Data Warehouses
A data warehouse is a central repository of data integrated from multiple sources. It serves as a single source of truth that has data that is cleansed, conformed, and categorized.
- Data loaded in the warehouse is already modeled and structured for a specific purpose, meaning analysis- ready.
- Known to store relational data from transactional systems and operational databases such as CRM, ERP, HR, and Finance Applications.
- Nonrelational databases are also being used for data warehousing. The Data warehouse has a 3-tire architecture :
- Top Tier - Client Front-end Layer ( Querying, reporting, and analyzing data)
- Middle Tier - (OLAP Server - Process and analyze information coming from database servers)
- Bottom Tier - Database Servers ( extracting data from different sources)
Note:
Data warehouses that once resided in on-premise data centers are moving to the cloud, and the benefits of moving to the cloud are :
- Lower costs
- Limitless storage and compute capabilities
- Scale on a pay-as-you-go basis
- Faster disaster recovery.
Popular data warehouses:
- Teradata
- oracle Exadata
- IBM DB2
- Netezza
- Amazon Redshift
- Google BigQuery
- Cloudera
- Snowflake
Data Marts
A data mart is a sub-section of the data warehouse, built specifically for a particular business function, purpose, or community of users.
Purpose of Data Marts:
- Provide data to users that are most relevant to them when they need it
- Accelerate business processes
- Provide a cost and time-effective way in which data-driven decisions can be taken
- Improve end-user response time
- Provide secure access and control. Type of data marts :
- Dependent
- Independent
- Hybrid
Dependent Data marts:
- Subsection of an enterprise data warehouse
- Provides isolated security and isolated performance
- Offers analytical capabilities for a restricted area of the warehouse
- Created from sources other than an enterprise data warehouse such as internal operational systems or external data.
- Pull data from an enterprise data warehouse, where data is already cleaned and transformed.
Independent Data Marts:
- Need to carry out the transformation process on the source data since it's coming directly from operational systems and external sources. Hybrid Data Marts:
- combine inputs from data warehouses, operational systems, and external systems.
Data Lakes
Store large amounts of structured, Semi-structured, and unstructured data in their native format.
- Data can be loaded without defining the structure and schema data.
- Exists as a repository of raw data straight from the source, to be transformed based on the use case.
- Data is classified, protected, and governed.

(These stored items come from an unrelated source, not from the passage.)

//! Validation of raw temporal query parameters.
//!
//! Parameter names follow the NGSI-LD temporal API (`timerel`, `timeAt`, `endTimeAt`,
//! `aggrPeriodDuration`, `aggrMethods`, `lastN`, `timeproperty`, `options`, `format`).

use std::collections::{BTreeSet, HashMap};

use crate::{
    AggrPeriod, AggregateMethod, AttributeFilter, EntitiesQuery, KairosError, KairosResult,
    QueryLimits, TemporalEntitiesQuery, TemporalEntityQuery, TemporalQuery,
    TemporalRepresentation, TimeProperty, Timerel, Uri, parse_timestamp,
};

pub type QueryParams = HashMap<String, String>;

/// Parses the parameters of a single-entity request, where `timerel`/`timeAt` may be absent.
pub fn parse_temporal_entity_query(
    params: &QueryParams,
    limits: &QueryLimits,
) -> KairosResult<TemporalEntityQuery> {
    build_entity_query(params, limits, false)
}

/// Parses the parameters of an entity-list request.
pub fn parse_temporal_entities_query(
    params: &QueryParams,
    limits: &QueryLimits,
) -> KairosResult<TemporalEntitiesQuery> {
    let query = build_entity_query(params, limits, true)?;
    let ids = comma_list(params.get("id"))
        .iter()
        .map(|raw| Uri::parse(raw))
        .collect::<KairosResult<Vec<_>>>()?;
    let limit = match params.get("limit") {
        Some(raw) => parse_non_negative(raw, "limit")?,
        None => limits.entities_limit_default,
    };
    if limit > limits.entities_limit_max {
        return Err(KairosError::bad_request(format!(
            "you asked for {limit} results, but the supported maximum limit is {}",
            limits.entities_limit_max
        )));
    }
    let offset = match params.get("offset") {
        Some(raw) => parse_non_negative(raw, "offset")?,
        None => 0,
    };
    let count = match params.get("count").map(String::as_str) {
        None | Some("false") => false,
        Some("true") => true,
        Some(other) => {
            return Err(KairosError::bad_request(format!(
                "'{other}' is not a valid value for count"
            )));
        }
    };
    let entities = EntitiesQuery {
        ids,
        types: comma_list(params.get("type")),
        id_pattern: params.get("idPattern").cloned(),
        q: params.get("q").cloned(),
        attrs: query.filter.attrs.clone(),
        limit,
        offset,
        count,
    };
    Ok(TemporalEntitiesQuery { entities, query })
}

fn build_entity_query(
    params: &QueryParams,
    limits: &QueryLimits,
    in_entities_query: bool,
) -> KairosResult<TemporalEntityQuery> {
    let options: BTreeSet<String> = comma_list(params.get("options")).into_iter().collect();
    let format = params.get("format").map(String::as_str);
    let simplified = options.contains("temporalValues") || format == Some("temporalValues");
    let aggregated = options.contains("aggregatedValues") || format == Some("aggregatedValues");
    let representation = match (simplified, aggregated) {
        (true, true) => {
            return Err(KairosError::bad_request(
                "temporalValues and aggregatedValues cannot be requested together",
            ));
        }
        (true, false) => TemporalRepresentation::Simplified,
        (false, true) => TemporalRepresentation::Aggregated,
        (false, false) => TemporalRepresentation::Full,
    };
    let temporal = parse_temporal_query(params, limits, in_entities_query, representation)?;
    let filter = AttributeFilter {
        attrs: comma_list(params.get("attrs")).into_iter().collect(),
        dataset_ids: comma_list(params.get("datasetId")).into_iter().collect(),
    };
    Ok(TemporalEntityQuery {
        temporal,
        representation,
        with_audit: options.contains("audit"),
        filter,
    })
}

fn parse_temporal_query(
    params: &QueryParams,
    limits: &QueryLimits,
    in_entities_query: bool,
    representation: TemporalRepresentation,
) -> KairosResult<TemporalQuery> {
    let timerel = params
        .get("timerel")
        .map(|raw| match raw.as_str() {
            "before" => Ok(Timerel::Before),
            "after" => Ok(Timerel::After),
            "between" => Ok(Timerel::Between),
            other => Err(KairosError::bad_request(format!(
                "'{other}' is not a valid timerel (expected before, after or between)"
            ))),
        })
        .transpose()?;
    let time_at = params
        .get("timeAt")
        .map(|raw| parse_timestamp(raw))
        .transpose()?;
    let end_time_at = params
        .get("endTimeAt")
        .map(|raw| parse_timestamp(raw))
        .transpose()?;

    match (timerel, time_at) {
        (Some(_), None) | (None, Some(_)) => {
            return Err(KairosError::bad_request(
                "'timerel' and 'timeAt' must be used in conjunction",
            ));
        }
        (None, None) if in_entities_query => {
            return Err(KairosError::bad_request(
                "'timerel' and 'timeAt' are mandatory when querying temporal entities",
            ));
        }
        _ => {}
    }
    if timerel == Some(Timerel::Between) {
        let Some(end) = end_time_at else {
            return Err(KairosError::bad_request(
                "'endTimeAt' is mandatory when 'timerel' is 'between'",
            ));
        };
        if time_at.is_some_and(|start| end <= start) {
            return Err(KairosError::bad_request(
                "'endTimeAt' must be after 'timeAt'",
            ));
        }
    }

    let aggr_period = match params.get("aggrPeriodDuration") {
        Some(raw) => AggrPeriod::parse(raw)?,
        None => AggrPeriod::WholeRange,
    };
    let mut aggr_methods = Vec::new();
    for raw in comma_list(params.get("aggrMethods")) {
        let method = AggregateMethod::parse(&raw)?;
        if !aggr_methods.contains(&method) {
            aggr_methods.push(method);
        }
    }
    if representation == TemporalRepresentation::Aggregated && aggr_methods.is_empty() {
        return Err(KairosError::bad_request(
            "'aggrMethods' is mandatory when requesting aggregated values",
        ));
    }

    let last_n = params
        .get("lastN")
        .map(|raw| match raw.parse::<u32>() {
            Ok(value) if value > 0 => Ok(value),
            _ => Err(KairosError::bad_request(format!(
                "'lastN' must be a strictly positive integer, got '{raw}'"
            ))),
        })
        .transpose()?;
    let time_property = match params.get("timeproperty") {
        Some(raw) => TimeProperty::parse(raw)?,
        None => TimeProperty::ObservedAt,
    };
    let instance_limit = match last_n {
        Some(last_n) => last_n.min(limits.temporal_instance_limit),
        None => limits.temporal_instance_limit,
    };

    Ok(TemporalQuery {
        timerel,
        time_at,
        end_time_at,
        aggr_period,
        aggr_methods,
        last_n,
        time_property,
        instance_limit,
    })
}

fn comma_list(raw: Option<&String>) -> Vec<String> {
    raw.map(|raw| {
        raw.split(',')
            .map(str::trim)
            .filter(|item| !item.is_empty())
            .map(str::to_string)
            .collect()
    })
    .unwrap_or_default()
}

fn parse_non_negative(raw: &str, name: &str) -> KairosResult<u32> {
    raw.parse::<u32>().map_err(|_| {
        KairosError::bad_request(format!("'{name}' must be a non-negative integer, got '{raw}'"))
    })
}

- Combine a variety of technologies that come together to facilitate agile data for analysts and data scientists.
- Can be deployed using cloud object storage such as Amazon S3 or Large scale distributed systems such as Apache Hadoop, Also RDBMS, and NoSQL Data Repositories.
Benefits:
- Ability to store all types of data ( Structured, Semi- structured, and unstructured)
- Agility to scale based on storage capacity
- Saving time in defining structures, schemas, and transformations.
- Ability to repurpose data in several different ways and wide-ranging use cases.
- Vendors providing architectures, and platforms for data lakes are: Amazon, Cloudera, Google, IBM, Informatica, Microsoft, Oracle Exadata, SAS, Snowflake, Teradata, and Zaloni.